Your instructions - Your answer must be a single number: how many lines of the data include "today".

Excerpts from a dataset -
######

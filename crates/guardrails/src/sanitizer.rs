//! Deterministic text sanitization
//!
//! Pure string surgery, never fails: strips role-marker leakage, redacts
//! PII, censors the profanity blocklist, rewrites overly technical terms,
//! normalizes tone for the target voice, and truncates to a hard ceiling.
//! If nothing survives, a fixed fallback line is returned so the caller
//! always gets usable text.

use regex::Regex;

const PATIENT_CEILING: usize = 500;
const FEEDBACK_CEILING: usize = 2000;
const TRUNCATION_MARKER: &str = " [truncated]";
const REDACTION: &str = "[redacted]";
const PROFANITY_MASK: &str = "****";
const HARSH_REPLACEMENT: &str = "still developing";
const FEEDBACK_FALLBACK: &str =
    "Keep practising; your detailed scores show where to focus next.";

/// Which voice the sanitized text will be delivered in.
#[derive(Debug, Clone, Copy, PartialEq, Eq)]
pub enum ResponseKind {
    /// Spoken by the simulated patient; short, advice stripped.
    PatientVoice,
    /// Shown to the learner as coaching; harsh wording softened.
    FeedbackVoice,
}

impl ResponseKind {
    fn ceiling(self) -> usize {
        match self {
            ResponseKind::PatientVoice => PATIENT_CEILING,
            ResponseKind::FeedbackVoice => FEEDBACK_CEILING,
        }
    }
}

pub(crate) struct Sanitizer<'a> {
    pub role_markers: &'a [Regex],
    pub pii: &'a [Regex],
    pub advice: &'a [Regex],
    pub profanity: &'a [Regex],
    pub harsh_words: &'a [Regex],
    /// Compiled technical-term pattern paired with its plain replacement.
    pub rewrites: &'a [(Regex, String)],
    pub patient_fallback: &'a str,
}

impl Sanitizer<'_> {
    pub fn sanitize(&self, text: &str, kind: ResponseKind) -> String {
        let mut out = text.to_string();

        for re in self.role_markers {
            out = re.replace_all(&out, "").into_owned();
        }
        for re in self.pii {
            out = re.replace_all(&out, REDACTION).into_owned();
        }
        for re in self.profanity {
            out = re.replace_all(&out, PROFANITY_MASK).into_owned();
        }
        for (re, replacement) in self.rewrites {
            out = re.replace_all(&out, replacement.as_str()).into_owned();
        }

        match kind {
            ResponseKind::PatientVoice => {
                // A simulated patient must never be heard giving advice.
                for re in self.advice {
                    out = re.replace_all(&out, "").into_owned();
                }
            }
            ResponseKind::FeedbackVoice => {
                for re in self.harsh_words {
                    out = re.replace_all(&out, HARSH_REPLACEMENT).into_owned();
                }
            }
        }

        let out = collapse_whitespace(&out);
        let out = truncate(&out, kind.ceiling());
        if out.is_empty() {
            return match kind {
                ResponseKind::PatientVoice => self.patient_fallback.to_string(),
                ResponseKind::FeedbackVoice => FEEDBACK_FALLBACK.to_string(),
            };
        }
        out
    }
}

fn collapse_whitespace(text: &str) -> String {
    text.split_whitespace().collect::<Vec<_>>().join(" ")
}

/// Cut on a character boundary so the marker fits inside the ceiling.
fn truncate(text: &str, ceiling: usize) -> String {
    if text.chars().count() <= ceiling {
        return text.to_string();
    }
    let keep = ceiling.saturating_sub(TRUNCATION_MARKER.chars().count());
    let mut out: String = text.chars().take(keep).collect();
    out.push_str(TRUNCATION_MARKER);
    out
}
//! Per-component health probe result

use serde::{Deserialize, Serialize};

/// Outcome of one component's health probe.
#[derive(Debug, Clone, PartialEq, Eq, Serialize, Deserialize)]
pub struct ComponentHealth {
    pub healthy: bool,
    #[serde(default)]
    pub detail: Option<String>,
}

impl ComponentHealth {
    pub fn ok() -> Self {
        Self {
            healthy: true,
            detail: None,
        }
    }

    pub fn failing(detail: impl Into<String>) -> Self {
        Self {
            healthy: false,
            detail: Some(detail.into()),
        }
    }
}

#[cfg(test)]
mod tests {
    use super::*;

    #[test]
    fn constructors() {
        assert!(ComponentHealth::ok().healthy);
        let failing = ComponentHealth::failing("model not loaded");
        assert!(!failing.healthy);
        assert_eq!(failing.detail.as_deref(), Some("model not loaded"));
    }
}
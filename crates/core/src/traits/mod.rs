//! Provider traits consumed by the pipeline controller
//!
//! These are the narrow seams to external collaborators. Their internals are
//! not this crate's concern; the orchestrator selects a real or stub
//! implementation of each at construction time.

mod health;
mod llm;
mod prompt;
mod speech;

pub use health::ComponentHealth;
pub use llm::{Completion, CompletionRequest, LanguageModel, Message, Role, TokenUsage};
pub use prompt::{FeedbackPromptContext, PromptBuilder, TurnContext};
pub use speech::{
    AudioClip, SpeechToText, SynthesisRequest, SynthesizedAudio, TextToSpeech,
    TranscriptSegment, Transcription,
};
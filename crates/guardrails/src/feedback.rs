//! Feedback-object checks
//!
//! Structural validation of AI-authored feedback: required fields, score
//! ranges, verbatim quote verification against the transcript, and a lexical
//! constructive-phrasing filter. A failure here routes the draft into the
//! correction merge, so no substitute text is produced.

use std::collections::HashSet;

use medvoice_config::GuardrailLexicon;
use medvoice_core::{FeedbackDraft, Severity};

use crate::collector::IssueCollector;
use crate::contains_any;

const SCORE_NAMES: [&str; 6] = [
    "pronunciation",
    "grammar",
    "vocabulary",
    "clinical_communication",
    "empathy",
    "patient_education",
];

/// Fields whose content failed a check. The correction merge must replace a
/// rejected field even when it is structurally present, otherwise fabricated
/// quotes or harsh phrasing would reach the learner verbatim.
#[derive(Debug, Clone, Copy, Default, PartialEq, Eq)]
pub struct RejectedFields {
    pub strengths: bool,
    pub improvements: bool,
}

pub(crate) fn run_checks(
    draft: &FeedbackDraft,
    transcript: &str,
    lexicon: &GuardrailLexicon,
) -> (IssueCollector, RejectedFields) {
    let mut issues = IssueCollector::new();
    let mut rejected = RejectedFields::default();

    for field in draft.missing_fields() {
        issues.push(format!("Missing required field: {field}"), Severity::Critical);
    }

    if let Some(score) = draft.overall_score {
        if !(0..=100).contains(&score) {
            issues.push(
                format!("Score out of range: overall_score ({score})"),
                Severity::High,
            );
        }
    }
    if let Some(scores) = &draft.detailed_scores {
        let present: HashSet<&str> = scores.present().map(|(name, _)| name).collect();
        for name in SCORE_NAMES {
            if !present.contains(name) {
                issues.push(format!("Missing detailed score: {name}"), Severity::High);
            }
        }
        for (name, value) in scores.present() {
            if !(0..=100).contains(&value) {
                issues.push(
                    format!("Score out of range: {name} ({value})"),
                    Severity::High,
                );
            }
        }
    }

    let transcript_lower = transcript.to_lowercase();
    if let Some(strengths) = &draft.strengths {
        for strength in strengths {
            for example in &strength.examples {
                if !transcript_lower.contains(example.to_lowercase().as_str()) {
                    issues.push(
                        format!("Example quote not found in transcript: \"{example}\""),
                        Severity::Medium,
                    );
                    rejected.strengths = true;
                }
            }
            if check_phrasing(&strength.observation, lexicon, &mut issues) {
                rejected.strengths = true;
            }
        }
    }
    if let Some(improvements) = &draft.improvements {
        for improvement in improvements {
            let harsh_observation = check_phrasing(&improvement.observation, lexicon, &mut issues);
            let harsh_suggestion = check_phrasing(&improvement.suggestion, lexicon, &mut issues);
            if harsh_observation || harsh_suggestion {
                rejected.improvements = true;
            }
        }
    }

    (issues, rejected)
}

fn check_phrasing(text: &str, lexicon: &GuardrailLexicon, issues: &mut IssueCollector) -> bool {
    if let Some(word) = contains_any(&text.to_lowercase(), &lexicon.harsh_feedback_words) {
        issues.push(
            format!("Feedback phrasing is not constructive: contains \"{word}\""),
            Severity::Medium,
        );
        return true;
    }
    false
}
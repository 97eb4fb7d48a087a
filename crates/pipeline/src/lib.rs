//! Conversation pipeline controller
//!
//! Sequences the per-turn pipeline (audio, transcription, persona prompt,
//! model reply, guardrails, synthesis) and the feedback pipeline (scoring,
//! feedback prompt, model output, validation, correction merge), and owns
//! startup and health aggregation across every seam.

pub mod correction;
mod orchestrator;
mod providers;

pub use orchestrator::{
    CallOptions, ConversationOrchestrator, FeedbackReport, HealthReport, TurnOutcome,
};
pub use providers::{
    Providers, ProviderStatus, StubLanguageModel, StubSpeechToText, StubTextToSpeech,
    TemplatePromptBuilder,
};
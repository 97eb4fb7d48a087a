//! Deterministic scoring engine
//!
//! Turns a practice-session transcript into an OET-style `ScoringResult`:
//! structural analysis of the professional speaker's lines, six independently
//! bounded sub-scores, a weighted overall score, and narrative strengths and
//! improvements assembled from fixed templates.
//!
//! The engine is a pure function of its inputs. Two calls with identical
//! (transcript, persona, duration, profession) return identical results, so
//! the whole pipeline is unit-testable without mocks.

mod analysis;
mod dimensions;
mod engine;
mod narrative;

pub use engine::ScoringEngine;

######

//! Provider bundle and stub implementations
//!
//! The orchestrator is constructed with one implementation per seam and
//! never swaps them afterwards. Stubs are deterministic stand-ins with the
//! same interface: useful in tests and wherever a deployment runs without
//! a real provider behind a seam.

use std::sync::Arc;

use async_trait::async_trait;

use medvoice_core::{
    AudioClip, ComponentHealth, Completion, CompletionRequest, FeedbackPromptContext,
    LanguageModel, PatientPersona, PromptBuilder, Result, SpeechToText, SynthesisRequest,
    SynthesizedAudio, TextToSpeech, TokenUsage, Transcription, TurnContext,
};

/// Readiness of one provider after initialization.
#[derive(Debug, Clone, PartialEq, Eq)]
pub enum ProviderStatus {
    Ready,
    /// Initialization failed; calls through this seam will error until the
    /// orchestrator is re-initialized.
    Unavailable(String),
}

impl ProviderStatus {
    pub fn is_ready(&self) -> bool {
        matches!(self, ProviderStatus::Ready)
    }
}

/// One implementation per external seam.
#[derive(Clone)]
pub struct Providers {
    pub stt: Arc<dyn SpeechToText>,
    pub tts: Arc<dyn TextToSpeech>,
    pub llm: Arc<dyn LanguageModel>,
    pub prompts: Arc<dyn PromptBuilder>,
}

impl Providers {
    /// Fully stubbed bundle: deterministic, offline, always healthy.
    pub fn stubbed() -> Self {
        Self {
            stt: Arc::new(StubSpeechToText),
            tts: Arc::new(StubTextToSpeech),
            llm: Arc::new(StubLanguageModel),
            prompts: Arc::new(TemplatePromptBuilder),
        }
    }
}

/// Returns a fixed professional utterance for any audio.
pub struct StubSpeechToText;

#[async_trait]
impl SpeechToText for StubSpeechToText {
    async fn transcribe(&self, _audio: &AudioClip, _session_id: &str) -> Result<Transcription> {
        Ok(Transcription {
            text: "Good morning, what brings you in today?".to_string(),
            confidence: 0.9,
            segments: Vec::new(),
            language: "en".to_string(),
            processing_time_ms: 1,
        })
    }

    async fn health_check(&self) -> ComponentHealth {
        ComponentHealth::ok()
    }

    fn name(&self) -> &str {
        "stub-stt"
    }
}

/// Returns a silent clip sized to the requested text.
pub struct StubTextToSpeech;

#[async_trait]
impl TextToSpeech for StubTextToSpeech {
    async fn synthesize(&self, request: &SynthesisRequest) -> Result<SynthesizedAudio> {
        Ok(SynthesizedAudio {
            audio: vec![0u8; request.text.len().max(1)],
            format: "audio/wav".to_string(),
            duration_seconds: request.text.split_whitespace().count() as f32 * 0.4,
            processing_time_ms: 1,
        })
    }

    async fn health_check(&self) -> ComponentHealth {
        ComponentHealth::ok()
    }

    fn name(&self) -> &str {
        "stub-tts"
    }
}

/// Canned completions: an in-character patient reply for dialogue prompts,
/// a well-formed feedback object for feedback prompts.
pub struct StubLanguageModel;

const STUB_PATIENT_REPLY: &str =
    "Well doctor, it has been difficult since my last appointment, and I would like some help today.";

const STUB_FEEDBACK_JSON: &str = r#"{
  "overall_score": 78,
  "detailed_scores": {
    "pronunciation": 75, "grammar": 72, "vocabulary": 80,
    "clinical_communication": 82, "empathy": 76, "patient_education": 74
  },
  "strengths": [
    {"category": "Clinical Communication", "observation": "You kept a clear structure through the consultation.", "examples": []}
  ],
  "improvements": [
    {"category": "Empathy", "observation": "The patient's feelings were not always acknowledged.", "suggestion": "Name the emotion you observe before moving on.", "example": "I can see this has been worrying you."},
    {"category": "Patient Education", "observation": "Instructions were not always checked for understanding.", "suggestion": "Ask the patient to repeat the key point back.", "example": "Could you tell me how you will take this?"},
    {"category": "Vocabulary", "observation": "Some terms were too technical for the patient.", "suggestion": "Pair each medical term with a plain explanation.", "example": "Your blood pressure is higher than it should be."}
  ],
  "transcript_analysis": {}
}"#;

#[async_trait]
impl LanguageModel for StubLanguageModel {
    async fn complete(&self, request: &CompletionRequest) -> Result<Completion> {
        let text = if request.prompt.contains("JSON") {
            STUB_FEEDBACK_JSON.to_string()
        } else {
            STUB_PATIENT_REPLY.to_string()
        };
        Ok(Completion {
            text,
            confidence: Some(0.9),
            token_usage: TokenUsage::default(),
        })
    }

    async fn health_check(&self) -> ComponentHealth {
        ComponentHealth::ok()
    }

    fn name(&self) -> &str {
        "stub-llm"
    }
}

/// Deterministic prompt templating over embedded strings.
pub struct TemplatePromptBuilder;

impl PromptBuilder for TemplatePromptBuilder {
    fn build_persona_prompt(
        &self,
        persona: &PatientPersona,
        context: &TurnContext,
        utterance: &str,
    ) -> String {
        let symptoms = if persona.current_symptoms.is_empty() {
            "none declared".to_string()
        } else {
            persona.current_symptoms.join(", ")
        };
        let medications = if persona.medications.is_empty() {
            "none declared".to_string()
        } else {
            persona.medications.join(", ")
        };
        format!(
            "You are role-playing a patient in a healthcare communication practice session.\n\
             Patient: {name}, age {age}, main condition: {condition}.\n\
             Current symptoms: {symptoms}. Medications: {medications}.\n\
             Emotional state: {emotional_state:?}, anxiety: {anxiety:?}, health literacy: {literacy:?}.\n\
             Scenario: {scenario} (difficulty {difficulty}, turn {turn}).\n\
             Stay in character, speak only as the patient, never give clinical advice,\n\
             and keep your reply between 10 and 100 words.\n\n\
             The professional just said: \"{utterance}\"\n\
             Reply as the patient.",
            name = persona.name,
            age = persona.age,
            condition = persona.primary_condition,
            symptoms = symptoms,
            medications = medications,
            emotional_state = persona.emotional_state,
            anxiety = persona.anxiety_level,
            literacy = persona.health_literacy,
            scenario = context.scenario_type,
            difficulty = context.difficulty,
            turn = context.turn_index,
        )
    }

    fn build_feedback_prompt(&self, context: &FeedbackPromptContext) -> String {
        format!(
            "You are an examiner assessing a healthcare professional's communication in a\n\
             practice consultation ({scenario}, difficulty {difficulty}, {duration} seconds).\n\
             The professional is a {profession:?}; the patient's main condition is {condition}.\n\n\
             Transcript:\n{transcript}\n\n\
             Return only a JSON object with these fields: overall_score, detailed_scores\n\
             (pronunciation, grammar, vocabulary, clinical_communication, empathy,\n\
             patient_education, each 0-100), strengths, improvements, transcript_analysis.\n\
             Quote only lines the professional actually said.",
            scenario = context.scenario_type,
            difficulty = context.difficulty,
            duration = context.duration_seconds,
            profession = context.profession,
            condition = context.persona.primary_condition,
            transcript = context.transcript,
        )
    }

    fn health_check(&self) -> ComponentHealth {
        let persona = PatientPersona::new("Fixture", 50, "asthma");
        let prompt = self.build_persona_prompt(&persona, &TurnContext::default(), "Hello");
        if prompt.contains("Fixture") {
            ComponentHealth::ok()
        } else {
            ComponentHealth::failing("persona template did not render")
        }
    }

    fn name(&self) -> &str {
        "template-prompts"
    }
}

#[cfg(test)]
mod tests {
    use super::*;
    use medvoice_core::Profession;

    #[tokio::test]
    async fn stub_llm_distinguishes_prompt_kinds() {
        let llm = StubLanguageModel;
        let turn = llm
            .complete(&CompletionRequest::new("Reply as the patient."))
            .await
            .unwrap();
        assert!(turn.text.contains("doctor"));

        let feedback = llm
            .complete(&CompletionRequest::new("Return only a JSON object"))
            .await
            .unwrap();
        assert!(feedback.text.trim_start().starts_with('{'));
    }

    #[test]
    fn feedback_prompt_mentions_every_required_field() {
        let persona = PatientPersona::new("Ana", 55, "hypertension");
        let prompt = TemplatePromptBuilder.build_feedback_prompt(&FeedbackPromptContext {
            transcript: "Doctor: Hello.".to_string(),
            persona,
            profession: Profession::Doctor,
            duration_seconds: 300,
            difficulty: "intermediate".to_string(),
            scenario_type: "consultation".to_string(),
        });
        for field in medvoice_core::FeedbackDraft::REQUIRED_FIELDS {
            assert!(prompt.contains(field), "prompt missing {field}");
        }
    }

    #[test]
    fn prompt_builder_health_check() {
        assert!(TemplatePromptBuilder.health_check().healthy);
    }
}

######

Answer box - 2